- EXERCISE GOAL -
Exactly as given, write out all the entries again.

- EXTRACTED INFORMATION -

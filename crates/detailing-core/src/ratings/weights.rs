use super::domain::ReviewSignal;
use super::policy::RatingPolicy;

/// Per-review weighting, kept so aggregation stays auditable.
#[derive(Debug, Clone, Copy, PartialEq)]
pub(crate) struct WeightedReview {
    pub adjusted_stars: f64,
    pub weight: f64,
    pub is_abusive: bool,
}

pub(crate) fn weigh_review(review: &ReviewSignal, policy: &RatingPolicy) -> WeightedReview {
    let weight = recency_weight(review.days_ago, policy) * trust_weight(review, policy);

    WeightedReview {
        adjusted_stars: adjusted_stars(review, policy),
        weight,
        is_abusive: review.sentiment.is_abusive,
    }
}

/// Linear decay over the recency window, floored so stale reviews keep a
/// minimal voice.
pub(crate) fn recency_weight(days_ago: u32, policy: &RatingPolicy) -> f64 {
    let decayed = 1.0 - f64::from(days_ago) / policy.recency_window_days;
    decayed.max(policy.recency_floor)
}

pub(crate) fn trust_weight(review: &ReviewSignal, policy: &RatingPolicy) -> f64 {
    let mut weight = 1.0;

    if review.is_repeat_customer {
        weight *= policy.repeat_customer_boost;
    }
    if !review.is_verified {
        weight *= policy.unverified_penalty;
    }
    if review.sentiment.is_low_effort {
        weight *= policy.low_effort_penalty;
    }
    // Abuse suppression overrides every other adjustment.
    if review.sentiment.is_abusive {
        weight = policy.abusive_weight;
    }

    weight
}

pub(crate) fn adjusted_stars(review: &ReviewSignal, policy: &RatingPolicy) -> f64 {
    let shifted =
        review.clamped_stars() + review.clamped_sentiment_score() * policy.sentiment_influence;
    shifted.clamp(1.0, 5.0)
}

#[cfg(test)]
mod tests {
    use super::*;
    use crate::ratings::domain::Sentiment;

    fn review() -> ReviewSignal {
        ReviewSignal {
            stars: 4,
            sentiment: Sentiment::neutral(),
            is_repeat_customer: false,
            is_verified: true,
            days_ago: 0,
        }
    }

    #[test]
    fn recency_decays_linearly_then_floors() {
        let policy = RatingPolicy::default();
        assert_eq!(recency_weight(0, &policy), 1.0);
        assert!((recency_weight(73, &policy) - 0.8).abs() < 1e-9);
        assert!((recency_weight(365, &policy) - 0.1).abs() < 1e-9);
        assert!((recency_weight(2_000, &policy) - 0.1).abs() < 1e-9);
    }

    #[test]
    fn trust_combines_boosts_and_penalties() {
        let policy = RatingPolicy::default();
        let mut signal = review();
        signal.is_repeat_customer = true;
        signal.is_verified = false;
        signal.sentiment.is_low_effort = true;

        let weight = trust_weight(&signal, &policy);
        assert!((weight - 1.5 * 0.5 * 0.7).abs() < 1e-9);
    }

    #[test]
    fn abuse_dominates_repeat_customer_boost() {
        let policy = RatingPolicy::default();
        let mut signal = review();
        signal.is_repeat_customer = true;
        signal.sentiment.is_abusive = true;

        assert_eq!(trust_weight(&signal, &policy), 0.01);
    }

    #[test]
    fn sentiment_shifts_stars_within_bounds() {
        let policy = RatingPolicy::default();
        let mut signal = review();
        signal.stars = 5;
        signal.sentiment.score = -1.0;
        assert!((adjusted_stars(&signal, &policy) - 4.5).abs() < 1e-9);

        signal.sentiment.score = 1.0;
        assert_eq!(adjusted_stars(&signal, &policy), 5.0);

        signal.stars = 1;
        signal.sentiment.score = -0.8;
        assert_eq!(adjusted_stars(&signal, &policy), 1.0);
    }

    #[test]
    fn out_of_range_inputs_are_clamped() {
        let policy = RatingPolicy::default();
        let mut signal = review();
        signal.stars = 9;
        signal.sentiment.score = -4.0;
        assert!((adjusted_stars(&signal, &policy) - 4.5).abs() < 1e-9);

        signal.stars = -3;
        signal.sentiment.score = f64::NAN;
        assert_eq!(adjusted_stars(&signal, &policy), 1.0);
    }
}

- TASK OUTPUT -
filename crates/detailing-core/src/ratings/weights.rs
use super::domain::ReviewSignal;
use super::policy::RatingPolicy;

/// Per-review weighting, kept so aggregation stays auditable.
#[derive(Debug, Clone, Copy, PartialEq)]
pub(crate) struct WeightedReview {
    pub adjusted_stars: f64,
    pub weight: f64,
    pub is_abusive: bool,
}

pub(crate) fn weigh_review(review: &ReviewSignal, policy: &RatingPolicy) -> WeightedReview {
    let weight = recency_weight(review.days_ago, policy) * trust_weight(review, policy);

    WeightedReview {
        adjusted_stars: adjusted_stars(review, policy),
        weight,
        is_abusive: review.sentiment.is_abusive,
    }
}

/// Linear decay over the recency window, floored so stale reviews keep a
/// minimal voice.
pub(crate) fn recency_weight(days_ago: u32, policy: &RatingPolicy) -> f64 {
    let decayed = 1.0 - f64::from(days_ago) / policy.recency_window_days;
    decayed.max(policy.recency_floor)
}

pub(crate) fn trust_weight(review: &ReviewSignal, policy: &RatingPolicy) -> f64 {
    let mut weight = 1.0;

    if review.is_repeat_customer {
        weight *= policy.repeat_customer_boost;
    }
    if !review.is_verified {
        weight *= policy.unverified_penalty;
    }
    if review.sentiment.is_low_effort {
        weight *= policy.low_effort_penalty;
    }
    // Abuse suppression overrides every other adjustment.
    if review.sentiment.is_abusive {
        weight = policy.abusive_weight;
    }

    weight
}

pub(crate) fn adjusted_stars(review: &ReviewSignal, policy: &RatingPolicy) -> f64 {
    let shifted =
        review.clamped_stars() + review.clamped_sentiment_score() * policy.sentiment_influence;
    shifted.clamp(1.0, 5.0)
}

#[cfg(test)]
mod tests {
    use super::*;
    use crate::ratings::domain::Sentiment;

    fn review() -> ReviewSignal {
        ReviewSignal {
            stars: 4,
            sentiment: Sentiment::neutral(),
            is_repeat_customer: false,
            is_verified: true,
            days_ago: 0,
        }
    }

    #[test]
    fn recency_decays_linearly_then_floors() {
        let policy = RatingPolicy::default();
        assert_eq!(recency_weight(0, &policy), 1.0);
        assert!((recency_weight(73, &policy) - 0.8).abs() < 1e-9);
        assert!((recency_weight(365, &policy) - 0.1).abs() < 1e-9);
        assert!((recency_weight(2_000, &policy) - 0.1).abs() < 1e-9);
    }

    #[test]
    fn trust_combines_boosts_and_penalties() {
        let policy = RatingPolicy::default();
        let mut signal = review();
        signal.is_repeat_customer = true;
        signal.is_verified = false;
        signal.sentiment.is_low_effort = true;

        let weight = trust_weight(&signal, &policy);
        assert!((weight - 1.5 * 0.5 * 0.7).abs() < 1e-9);
    }

    #[test]
    fn abuse_dominates_repeat_customer_boost() {
        let policy = RatingPolicy::default();
        let mut signal = review();
        signal.is_repeat_customer = true;
        signal.sentiment.is_abusive = true;

        assert_eq!(trust_weight(&signal, &policy), 0.01);
    }

    #[test]
    fn sentiment_shifts_stars_within_bounds() {
        let policy = RatingPolicy::default();
        let mut signal = review();
        signal.stars = 5;
        signal.sentiment.score = -1.0;
        assert!((adjusted_stars(&signal, &policy) - 4.5).abs() < 1e-9);

        signal.sentiment.score = 1.0;
        assert_eq!(adjusted_stars(&signal, &policy), 5.0);

        signal.stars = 1;
        signal.sentiment.score = -0.8;
        assert_eq!(adjusted_stars(&signal, &policy), 1.0);
    }

    #[test]
    fn out_of_range_inputs_are_clamped() {
        let policy = RatingPolicy::default();
        let mut signal = review();
        signal.stars = 9;
        signal.sentiment.score = -4.0;
        assert!((adjusted_stars(&signal, &policy) - 4.5).abs() < 1e-9);

        signal.stars = -3;
        signal.sentiment.score = f64::NAN;
        assert_eq!(adjusted_stars(&signal, &policy), 1.0);
    }
}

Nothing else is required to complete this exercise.